Have you watched his talk?

In this slim volume, we have a series of essays, compiled from his articles on the subject over a period of thirty years.  He makes the writing process sound so simple, writer that he is of essays, short stories, novels, plays and screenplays. He isn’t afraid to write long titles like RUN FAST, STAND STILL, OR,THE THING AT THE TOP OF THE STAIRS, OR, NEW GHOSTS FROM OLD MINDS, and he believes that writers shouldn’t be afraid. They should be perpetually excited, filled with gusto.

Remember what Dorothea Brande said about using the conscious aspect and unconscious aspect while writing? Well, Bradbury is all about the subterranean thought processes that will heat up the keyboard by thirty degrees. Writers should feel more than everyone else- that’s why they are writers and that’s how they can get the feeling like a virus across to others.

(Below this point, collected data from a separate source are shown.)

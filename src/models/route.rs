//! Route, Path and the prefix-keyed route table.

use std::collections::btree_map::{self, BTreeMap};

/// Placeholder for an attribute the device did not print for a path.
pub const NOT_APPLICABLE: &str = "N/A";

/// Path attributes captured from one line. `None` means the matching
/// pattern has no such field.
#[derive(Debug, Clone, Default, PartialEq, Eq)]
pub struct PathAttributes {
    pub protocol: Option<String>,
    pub metric: Option<String>,
    pub next_hop: Option<String>,
    pub age: Option<String>,
    pub interface: Option<String>,
}

/// One forwarding path of a route.
#[derive(Debug, Clone, PartialEq, Eq)]
pub struct Path {
    /// Raw protocol code as printed, e.g. `O E2` or `ospf-1_ intra`.
    pub protocol_label: String,
    /// Bracketed `[distance/metric]` token.
    pub metric: String,
    pub next_hop: String,
    pub age: String,
    pub interface: String,
}

impl Path {
    /// Build a path, filling absent attributes with [`NOT_APPLICABLE`].
    ///
    /// `inherited_protocol` replaces whatever protocol the attributes carry.
    pub fn from_attributes(attrs: PathAttributes, inherited_protocol: Option<&str>) -> Path {
        let or_na = |v: Option<String>| v.unwrap_or_else(|| NOT_APPLICABLE.to_string());
        let protocol_label = match inherited_protocol {
            Some(p) => p.to_string(),
            None => or_na(attrs.protocol),
        };
        Path {
            protocol_label,
            metric: or_na(attrs.metric),
            next_hop: or_na(attrs.next_hop),
            age: or_na(attrs.age),
            interface: or_na(attrs.interface),
        }
    }
}

/// A destination prefix with its paths in discovery order.
#[derive(Debug, Clone, PartialEq, Eq)]
pub struct Route {
    pub prefix: String,
    pub paths: Vec<Path>,
}

impl Route {
    pub fn new(prefix: &str) -> Route {
        Route {
            prefix: prefix.to_string(),
            paths: Vec::new(),
        }
    }

    /// Equal-cost multi-path route.
    pub fn is_ecmp(&self) -> bool {
        self.paths.len() > 1
    }
}

/// Routes keyed by the exact prefix string; iterates in lexicographic key order.
#[derive(Debug, Clone, Default, PartialEq, Eq)]
pub struct RouteTable {
    routes: BTreeMap<String, Route>,
}

impl RouteTable {
    pub fn new() -> Self {
        RouteTable::default()
    }

    pub fn get(&self, prefix: &str) -> Option<&Route> {
        self.routes.get(prefix)
    }

    pub fn get_mut(&mut self, prefix: &str) -> Option<&mut Route> {
        self.routes.get_mut(prefix)
    }

    /// Insert `route` unless its prefix is already present.
    /// Returns false when the existing route was kept.
    pub fn insert_if_absent(&mut self, route: Route) -> bool {
        match self.routes.entry(route.prefix.clone()) {
            btree_map::Entry::Occupied(_) => false,
            btree_map::Entry::Vacant(slot) => {
                slot.insert(route);
                true
            }
        }
    }

    /// Drop routes that never received a path, returning their prefixes.
    pub fn remove_empty(&mut self) -> Vec<String> {
        let empty: Vec<String> = self
            .routes
            .values()
            .filter(|r| r.paths.is_empty())
            .map(|r| r.prefix.clone())
            .collect();
        for prefix in &empty {
            self.routes.remove(prefix);
        }
        empty
    }

    pub fn iter(&self) -> impl Iterator<Item = &Route> {
        self.routes.values()
    }

    pub fn len(&self) -> usize {
        self.routes.len()
    }

    pub fn is_empty(&self) -> bool {
        self.routes.is_empty()
    }

    pub fn path_count(&self) -> usize {
        self.routes.values().map(|r| r.paths.len()).sum()
    }
}

#[cfg(test)]
mod tests {
    use super::*;

    #[test]
    fn test_path_defaults_to_not_applicable() {
        let path = Path::from_attributes(
            PathAttributes {
                protocol: Some("C".to_string()),
                interface: Some("Gi0/0".to_string()),
                ..Default::default()
            },
            None,
        );
        assert_eq!(path.protocol_label, "C");
        assert_eq!(path.metric, NOT_APPLICABLE);
        assert_eq!(path.next_hop, NOT_APPLICABLE);
        assert_eq!(path.age, NOT_APPLICABLE);
        assert_eq!(path.interface, "Gi0/0");
    }

    #[test]
    fn test_path_inherited_protocol_wins() {
        let attrs = PathAttributes {
            protocol: Some("ignored".to_string()),
            ..Default::default()
        };
        let path = Path::from_attributes(attrs, Some("O"));
        assert_eq!(path.protocol_label, "O");
    }

    #[test]
    fn test_table_first_insert_wins() {
        let mut table = RouteTable::new();
        let mut first = Route::new("10.0.0.0/8");
        first.paths.push(Path::from_attributes(PathAttributes::default(), Some("S")));
        assert!(table.insert_if_absent(first));
        assert!(!table.insert_if_absent(Route::new("10.0.0.0/8")));
        assert_eq!(table.len(), 1);
        assert_eq!(table.get("10.0.0.0/8").unwrap().paths.len(), 1);
    }

    #[test]
    fn test_table_sorted_lexicographically() {
        let mut table = RouteTable::new();
        for prefix in ["192.168.0.0/16", "10.0.0.0/8", "9.0.0.0/8", "10.0.0.0/24"] {
            table.insert_if_absent(Route::new(prefix));
        }
        let order: Vec<&str> = table.iter().map(|r| r.prefix.as_str()).collect();
        assert_eq!(
            order,
            vec!["10.0.0.0/24", "10.0.0.0/8", "192.168.0.0/16", "9.0.0.0/8"]
        );
    }

    #[test]
    fn test_remove_empty() {
        let mut table = RouteTable::new();
        table.insert_if_absent(Route::new("10.0.0.0/8"));
        let mut kept = Route::new("10.1.0.0/16");
        kept.paths.push(Path::from_attributes(PathAttributes::default(), None));
        table.insert_if_absent(kept);

        assert_eq!(table.remove_empty(), vec!["10.0.0.0/8".to_string()]);
        assert_eq!(table.len(), 1);
        assert_eq!(table.path_count(), 1);
    }
}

“Be a chameleon, ink-blend, chromosome change with the landscape. Be a pet rock, lie with the dust, rest in the rainwater in the filled barrel by the drainspout outside your grandparents’ window long ago,” he says. Okay, if you can write like that, maybe you are on the right track after all. Bradbury tells us how he wrote 1000 words everyday since he was 12 and that the first good story he wrote was 10 years later. If that isn’t inspiring, what is?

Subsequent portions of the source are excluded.